My male was two when he was neutered. He still had filling out to do and continued to do so till 3-4. He has not changed at all - energy levels drive all the same and is 7 years old. The decision for the neuter was when he had blood in his urine also. The vet ruled out urinary infection and felt it possible it could be a sign of prostrate issues down the road. With a retained testicle there is an increased cancer risk. He advised neutering but I could of opted to bring him in for frequent checks. I felt more at peace having one less thing to worry about and went with the neuter. No wrong decision and it was my decision even though with reservations which is a given with surgery , especially elective surgery. I was a wreck myself. Max had laser surgery and recovered quickly - the comfy cone, which is soft worked great in the crate.


----------



## Saphire (Apr 1, 2005)

Jenny720 said:


> My male was two when he was neutered. He still had filling out to do and continued to do so till 3-4. He has not changed at all - energy levels drive all the same and is 7 years old. The decision for the neuter was when he had blood in his urine also. The vet ruled out urinary infection and felt it possible it could be a sign of prostrate issues down the road. With a retained testicle there is an increased cancer risk. He advised neutering but I could of opted to bring him in for frequent checks. I felt more at peace having one less thing to worry about and went with the neuter. No wrong decision and it was my decision even though with reservations which is a given with surgery , especially elective surgery. I was a wreck myself. Max had laser surgery and recovered quickly - the comfy cone, which is soft worked great in the crate.
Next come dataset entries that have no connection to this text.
//! Per-run cancellation tokens with parent→child fan-out.
//!
//! Each executing run holds a `CancelToken`. `stop` sets it; the executor
//! observes it only at suspension points (chunk boundaries, permission
//! waits, tool returns). Worker runs register in their parent's group so
//! stopping a parent cascades.

use std::collections::{HashMap, HashSet};
use std::sync::atomic::{AtomicBool, Ordering};
use std::sync::Arc;

use parking_lot::Mutex;
use uuid::Uuid;

/// A cancellation token checked by the run loop.
#[derive(Clone, Default)]
pub struct CancelToken {
    cancelled: Arc<AtomicBool>,
}

impl CancelToken {
    pub fn new() -> Self {
        Self::default()
    }

    pub fn cancel(&self) {
        self.cancelled.store(true, Ordering::Release);
    }

    pub fn is_cancelled(&self) -> bool {
        self.cancelled.load(Ordering::Acquire)
    }
}

/// Tracks active tokens per run, with groups for cascading cancellation.
pub struct CancelMap {
    tokens: Mutex<HashMap<Uuid, CancelToken>>,
    /// parent run → child runs.
    groups: Mutex<HashMap<Uuid, HashSet<Uuid>>>,
}

impl Default for CancelMap {
    fn default() -> Self {
        Self::new()
    }
}

impl CancelMap {
    pub fn new() -> Self {
        Self {
            tokens: Mutex::new(HashMap::new()),
            groups: Mutex::new(HashMap::new()),
        }
    }

    pub fn register(&self, run_id: Uuid) -> CancelToken {
        let token = CancelToken::new();
        self.tokens.lock().insert(run_id, token.clone());
        token
    }

    /// Cancel a run and all children in its group. Returns true when a
    /// token was found (false = the run was not executing).
    pub fn cancel(&self, run_id: &Uuid) -> bool {
        let found = if let Some(token) = self.tokens.lock().get(run_id) {
            token.cancel();
            true
        } else {
            false
        };

        let children: Vec<Uuid> = self
            .groups
            .lock()
            .get(run_id)
            .map(|set| set.iter().copied().collect())
            .unwrap_or_default();
        for child in children {
            // Recursive: a worker's own workers stop too.
            self.cancel(&child);
        }

        found
    }

    pub fn remove(&self, run_id: &Uuid) {
        self.tokens.lock().remove(run_id);
        self.groups.lock().remove(run_id);
    }

    pub fn is_running(&self, run_id: &Uuid) -> bool {
        self.tokens.lock().contains_key(run_id)
    }

    pub fn add_to_group(&self, parent: Uuid, child: Uuid) {
        self.groups.lock().entry(parent).or_default().insert(child);
    }

    pub fn remove_from_group(&self, parent: &Uuid, child: &Uuid) {
        let mut groups = self.groups.lock();
        if let Some(children) = groups.get_mut(parent) {
            children.remove(child);
            if children.is_empty() {
                groups.remove(parent);
            }
        }
    }
}

#[cfg(test)]
mod tests {
    use super::*;

    #[test]
    fn token_lifecycle() {
        let token = CancelToken::new();
        assert!(!token.is_cancelled());
        token.cancel();
        assert!(token.is_cancelled());
        // Clones share state.
        let clone = token.clone();
        assert!(clone.is_cancelled());
    }

    #[test]
    fn cancel_is_idempotent() {
        let map = CancelMap::new();
        let run = Uuid::new_v4();
        let token = map.register(run);

        assert!(map.cancel(&run));
        assert!(map.cancel(&run), "second cancel finds the same token");
        assert!(token.is_cancelled());

        map.remove(&run);
        assert!(!map.cancel(&run));
    }

    #[test]
    fn cascade_reaches_grandchildren() {
        let map = CancelMap::new();
        let parent = Uuid::new_v4();
        let child = Uuid::new_v4();
        let grandchild = Uuid::new_v4();

        let parent_token = map.register(parent);
        let child_token = map.register(child);
        let grandchild_token = map.register(grandchild);
        map.add_to_group(parent, child);
        map.add_to_group(child, grandchild);

        map.cancel(&parent);
        assert!(parent_token.is_cancelled());
        assert!(child_token.is_cancelled());
        assert!(grandchild_token.is_cancelled());
    }

    #[test]
    fn removed_child_is_not_cancelled() {
        let map = CancelMap::new();
        let parent = Uuid::new_v4();
        let child = Uuid::new_v4();
        let _p = map.register(parent);
        let child_token = map.register(child);

        map.add_to_group(parent, child);
        map.remove_from_group(&parent, &child);
        map.cancel(&parent);
        assert!(!child_token.is_cancelled());
    }

    #[test]
    fn is_running_tracks_registration() {
        let map = CancelMap::new();
        let run = Uuid::new_v4();
        assert!(!map.is_running(&run));
        map.register(run);
        assert!(map.is_running(&run));
        map.remove(&run);
        assert!(!map.is_running(&run));
    }
}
I’d say the retained testicle meant he needed to have at least that one removed at some point regardless of symptoms.


----------



## LuvShepherds (May 27, 2012)

Sunflowers, I’m very sorry. I did not mean for this to turn into what it did. I was just trying to help the OP. Apparently we all are. I’m not going to post anymore either.


----------



## Jenny720 (Nov 21, 2014)

@Saphire My vet and I was on same page to wait till he was two where he would all his hormones and growing was done. I had spoken to my breeder as well. I had looked into traveling to have a different vet remove only the retained testicle and leave him intact , or have my regular vet do the full neuter or do nothing and get regular frequent checks. He was one week shy of of two years old when he was neutered the blood in urine just helped the process along to be on schedule.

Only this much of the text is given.